PROVIDED RECORDS>
● ● ● ●

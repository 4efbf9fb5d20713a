//! # 🔌 gaia-core — Composable Binary Gates
//!
//! Primitivas de 1 bit que se combinam: portas puras, gates com memória,
//! superposição com colapso determinístico, gates adaptativos e redes
//! acíclicas de gates.
//!
//! ## Computational Complexity
//!
//! - **Primitive / Memory / Superposition:** O(1) por chamada
//! - **PatternDetector::feed:** O(4), registrador de tamanho fixo
//! - **AdaptiveGate::learn:** O(4) pesos
//! - **GateNetwork::evaluate:** O(N) nós, N ≤ capacidade (padrão 10)
//!
//! Tudo é síncrono e cada instância é dona exclusiva do seu estado.
//!
//! ## Arquitetura
//!
//! ```text
//! ┌─────────────────────────────────────────────────┐
//! │          GateNetwork (DAG, ordem de índice)     │
//! │  ┌───────────────────────────────────────────┐  │
//! │  │  AND / OR / XOR  +  AdaptiveGate (pesos)  │  │
//! │  └───────────────────────────────────────────┘  │
//! ├─────────────────────────────────────────────────┤
//! │  MemoryGate ─► PatternDetector   Superposition  │
//! ├─────────────────────────────────────────────────┤
//! │  PrimitiveGate (AND OR XOR NAND NOT) over Bit   │
//! └─────────────────────────────────────────────────┘
//! ```
//!
//! ## Exemplo
//!
//! ```
//! use gaia_core::{Bit, GateNetwork, NodeKind};
//!
//! let mut net = GateNetwork::new();
//! net.declare_input()?;
//! net.declare_input()?;
//! net.declare_node(NodeKind::And, 0, 1)?;
//! net.declare_node(NodeKind::Xor, 0, 1)?;
//! net.declare_node(NodeKind::Or, 2, 3)?;
//!
//! assert_eq!(net.evaluate(Bit::One, Bit::Zero)?, Bit::One);
//! # Ok::<(), gaia_core::GateError>(())
//! ```

pub mod adaptive;
pub mod bit;
pub mod config;
pub mod error;
pub mod memory;
pub mod network;
pub mod pattern;
pub mod primitives;
pub mod superposition;

pub use adaptive::{AdaptiveConfig, AdaptiveGate, LearningRule, TrainingReport};
pub use bit::Bit;
pub use config::GaiaConfig;
pub use error::{GateError, GateResult};
pub use memory::{MemoryCell, MemoryGate, MemoryMode};
pub use network::{GateNetwork, NetworkNode, NodeIndex, NodeKind};
pub use pattern::PatternDetector;
pub use primitives::{evaluate, PrimitiveGate};
pub use superposition::Superposition;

● ● ● ●

WHAT TO PRODUCE> An exact copy of every record is required.

OUTPUT OF THE TASK>
repository 4efbf9fb5d20713a
//! # 🔌 gaia-core — Composable Binary Gates
//!
//! Primitivas de 1 bit que se combinam: portas puras, gates com memória,
//! superposição com colapso determinístico, gates adaptativos e redes
//! acíclicas de gates.
//!
//! ## Computational Complexity
//!
//! - **Primitive / Memory / Superposition:** O(1) por chamada
//! - **PatternDetector::feed:** O(4), registrador de tamanho fixo
//! - **AdaptiveGate::learn:** O(4) pesos
//! - **GateNetwork::evaluate:** O(N) nós, N ≤ capacidade (padrão 10)
//!
//! Tudo é síncrono e cada instância é dona exclusiva do seu estado.
//!
//! ## Arquitetura
//!
//! ```text
//! ┌─────────────────────────────────────────────────┐
//! │          GateNetwork (DAG, ordem de índice)     │
//! │  ┌───────────────────────────────────────────┐  │
//! │  │  AND / OR / XOR  +  AdaptiveGate (pesos)  │  │
//! │  └───────────────────────────────────────────┘  │
//! ├─────────────────────────────────────────────────┤
//! │  MemoryGate ─► PatternDetector   Superposition  │
//! ├─────────────────────────────────────────────────┤
//! │  PrimitiveGate (AND OR XOR NAND NOT) over Bit   │
//! └─────────────────────────────────────────────────┘
//! ```
//!
//! ## Exemplo
//!
//! ```
//! use gaia_core::{Bit, GateNetwork, NodeKind};
//!
//! let mut net = GateNetwork::new();
//! net.declare_input()?;
//! net.declare_input()?;
//! net.declare_node(NodeKind::And, 0, 1)?;
//! net.declare_node(NodeKind::Xor, 0, 1)?;
//! net.declare_node(NodeKind::Or, 2, 3)?;
//!
//! assert_eq!(net.evaluate(Bit::One, Bit::Zero)?, Bit::One);
//! # Ok::<(), gaia_core::GateError>(())
//! ```

pub mod adaptive;
pub mod bit;
pub mod config;
pub mod error;
pub mod memory;
pub mod network;
pub mod pattern;
pub mod primitives;
pub mod superposition;

pub use adaptive::{AdaptiveConfig, AdaptiveGate, LearningRule, TrainingReport};
pub use bit::Bit;
pub use config::GaiaConfig;
pub use error::{GateError, GateResult};
pub use memory::{MemoryCell, MemoryGate, MemoryMode};
pub use network::{GateNetwork, NetworkNode, NodeIndex, NodeKind};
pub use pattern::PatternDetector;
pub use primitives::{evaluate, PrimitiveGate};
pub use superposition::Superposition;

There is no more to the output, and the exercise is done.